**Records from a collection:**
┌────────

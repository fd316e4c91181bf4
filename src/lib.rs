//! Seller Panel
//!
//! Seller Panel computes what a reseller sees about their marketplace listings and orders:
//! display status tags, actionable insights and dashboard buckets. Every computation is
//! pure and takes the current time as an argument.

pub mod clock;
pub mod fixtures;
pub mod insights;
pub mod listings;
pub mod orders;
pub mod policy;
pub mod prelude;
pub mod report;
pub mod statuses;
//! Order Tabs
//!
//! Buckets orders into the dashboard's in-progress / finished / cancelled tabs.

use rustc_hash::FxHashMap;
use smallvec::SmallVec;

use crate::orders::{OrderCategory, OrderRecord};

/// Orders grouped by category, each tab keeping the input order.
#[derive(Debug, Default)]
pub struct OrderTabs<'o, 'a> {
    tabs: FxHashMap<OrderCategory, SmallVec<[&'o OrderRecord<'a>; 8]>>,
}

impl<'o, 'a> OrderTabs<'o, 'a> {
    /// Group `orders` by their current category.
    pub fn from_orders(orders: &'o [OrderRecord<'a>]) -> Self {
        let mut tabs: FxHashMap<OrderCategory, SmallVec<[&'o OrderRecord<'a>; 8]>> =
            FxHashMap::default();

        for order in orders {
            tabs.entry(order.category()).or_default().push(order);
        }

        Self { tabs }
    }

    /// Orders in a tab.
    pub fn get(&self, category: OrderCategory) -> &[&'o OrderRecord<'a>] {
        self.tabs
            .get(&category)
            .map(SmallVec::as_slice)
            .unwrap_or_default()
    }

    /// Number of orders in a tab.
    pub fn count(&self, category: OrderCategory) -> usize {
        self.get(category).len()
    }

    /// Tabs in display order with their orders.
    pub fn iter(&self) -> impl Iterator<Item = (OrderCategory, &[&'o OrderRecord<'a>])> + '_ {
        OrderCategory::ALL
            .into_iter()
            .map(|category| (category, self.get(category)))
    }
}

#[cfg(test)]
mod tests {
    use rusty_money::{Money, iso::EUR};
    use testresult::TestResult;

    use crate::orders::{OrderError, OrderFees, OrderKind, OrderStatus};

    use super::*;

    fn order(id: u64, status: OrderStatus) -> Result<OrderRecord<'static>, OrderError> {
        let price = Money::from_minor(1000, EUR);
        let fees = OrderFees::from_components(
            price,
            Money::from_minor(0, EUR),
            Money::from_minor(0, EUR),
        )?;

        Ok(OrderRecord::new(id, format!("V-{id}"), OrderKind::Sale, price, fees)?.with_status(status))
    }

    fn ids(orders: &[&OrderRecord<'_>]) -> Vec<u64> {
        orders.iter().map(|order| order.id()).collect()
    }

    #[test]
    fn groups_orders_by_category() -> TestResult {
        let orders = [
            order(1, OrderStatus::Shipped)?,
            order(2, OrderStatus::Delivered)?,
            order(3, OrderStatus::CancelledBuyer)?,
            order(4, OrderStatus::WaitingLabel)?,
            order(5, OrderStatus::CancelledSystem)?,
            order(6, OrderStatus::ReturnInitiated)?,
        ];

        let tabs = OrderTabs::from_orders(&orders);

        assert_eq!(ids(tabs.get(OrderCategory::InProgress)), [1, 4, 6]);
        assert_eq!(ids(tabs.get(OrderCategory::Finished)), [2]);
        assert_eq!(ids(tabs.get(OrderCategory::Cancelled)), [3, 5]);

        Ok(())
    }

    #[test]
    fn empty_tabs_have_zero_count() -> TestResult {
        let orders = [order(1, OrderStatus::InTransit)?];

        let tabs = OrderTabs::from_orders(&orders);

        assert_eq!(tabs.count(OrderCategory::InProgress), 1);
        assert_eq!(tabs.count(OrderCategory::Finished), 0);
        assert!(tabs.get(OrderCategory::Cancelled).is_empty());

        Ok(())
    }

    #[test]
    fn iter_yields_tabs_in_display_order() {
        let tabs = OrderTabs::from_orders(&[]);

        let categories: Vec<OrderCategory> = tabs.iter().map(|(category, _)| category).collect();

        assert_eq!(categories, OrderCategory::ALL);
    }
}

└────────

**WHAT IS EXPECTED:**
Every line above is to be transcribed exactly, with nothing missed.

**RESPONSE AREA:**
repository fd316e4c91181bf4
filename src/lib.rs
//! Seller Panel
//!
//! Seller Panel computes what a reseller sees about their marketplace listings and orders:
//! display status tags, actionable insights and dashboard buckets. Every computation is
//! pure and takes the current time as an argument.

pub mod clock;
pub mod fixtures;
pub mod insights;
pub mod listings;
pub mod orders;
pub mod policy;
pub mod prelude;
pub mod report;
pub mod statuses;
//! Order Tabs
//!
//! Buckets orders into the dashboard's in-progress / finished / cancelled tabs.

use rustc_hash::FxHashMap;
use smallvec::SmallVec;

use crate::orders::{OrderCategory, OrderRecord};

/// Orders grouped by category, each tab keeping the input order.
#[derive(Debug, Default)]
pub struct OrderTabs<'o, 'a> {
    tabs: FxHashMap<OrderCategory, SmallVec<[&'o OrderRecord<'a>; 8]>>,
}

impl<'o, 'a> OrderTabs<'o, 'a> {
    /// Group `orders` by their current category.
    pub fn from_orders(orders: &'o [OrderRecord<'a>]) -> Self {
        let mut tabs: FxHashMap<OrderCategory, SmallVec<[&'o OrderRecord<'a>; 8]>> =
            FxHashMap::default();

        for order in orders {
            tabs.entry(order.category()).or_default().push(order);
        }

        Self { tabs }
    }

    /// Orders in a tab.
    pub fn get(&self, category: OrderCategory) -> &[&'o OrderRecord<'a>] {
        self.tabs
            .get(&category)
            .map(SmallVec::as_slice)
            .unwrap_or_default()
    }

    /// Number of orders in a tab.
    pub fn count(&self, category: OrderCategory) -> usize {
        self.get(category).len()
    }

    /// Tabs in display order with their orders.
    pub fn iter(&self) -> impl Iterator<Item = (OrderCategory, &[&'o OrderRecord<'a>])> + '_ {
        OrderCategory::ALL
            .into_iter()
            .map(|category| (category, self.get(category)))
    }
}

#[cfg(test)]
mod tests {
    use rusty_money::{Money, iso::EUR};
    use testresult::TestResult;

    use crate::orders::{OrderError, OrderFees, OrderKind, OrderStatus};

    use super::*;

    fn order(id: u64, status: OrderStatus) -> Result<OrderRecord<'static>, OrderError> {
        let price = Money::from_minor(1000, EUR);
        let fees = OrderFees::from_components(
            price,
            Money::from_minor(0, EUR),
            Money::from_minor(0, EUR),
        )?;

        Ok(OrderRecord::new(id, format!("V-{id}"), OrderKind::Sale, price, fees)?.with_status(status))
    }

    fn ids(orders: &[&OrderRecord<'_>]) -> Vec<u64> {
        orders.iter().map(|order| order.id()).collect()
    }

    #[test]
    fn groups_orders_by_category() -> TestResult {
        let orders = [
            order(1, OrderStatus::Shipped)?,
            order(2, OrderStatus::Delivered)?,
            order(3, OrderStatus::CancelledBuyer)?,
            order(4, OrderStatus::WaitingLabel)?,
            order(5, OrderStatus::CancelledSystem)?,
            order(6, OrderStatus::ReturnInitiated)?,
        ];

        let tabs = OrderTabs::from_orders(&orders);

        assert_eq!(ids(tabs.get(OrderCategory::InProgress)), [1, 4, 6]);
        assert_eq!(ids(tabs.get(OrderCategory::Finished)), [2]);
        assert_eq!(ids(tabs.get(OrderCategory::Cancelled)), [3, 5]);

        Ok(())
    }

    #[test]
    fn empty_tabs_have_zero_count() -> TestResult {
        let orders = [order(1, OrderStatus::InTransit)?];

        let tabs = OrderTabs::from_orders(&orders);

        assert_eq!(tabs.count(OrderCategory::InProgress), 1);
        assert_eq!(tabs.count(OrderCategory::Finished), 0);
        assert!(tabs.get(OrderCategory::Cancelled).is_empty());

        Ok(())
    }

    #[test]
    fn iter_yields_tabs_in_display_order() {
        let tabs = OrderTabs::from_orders(&[]);

        let categories: Vec<OrderCategory> = tabs.iter().map(|(category, _)| category).collect();

        assert_eq!(categories, OrderCategory::ALL);
    }
}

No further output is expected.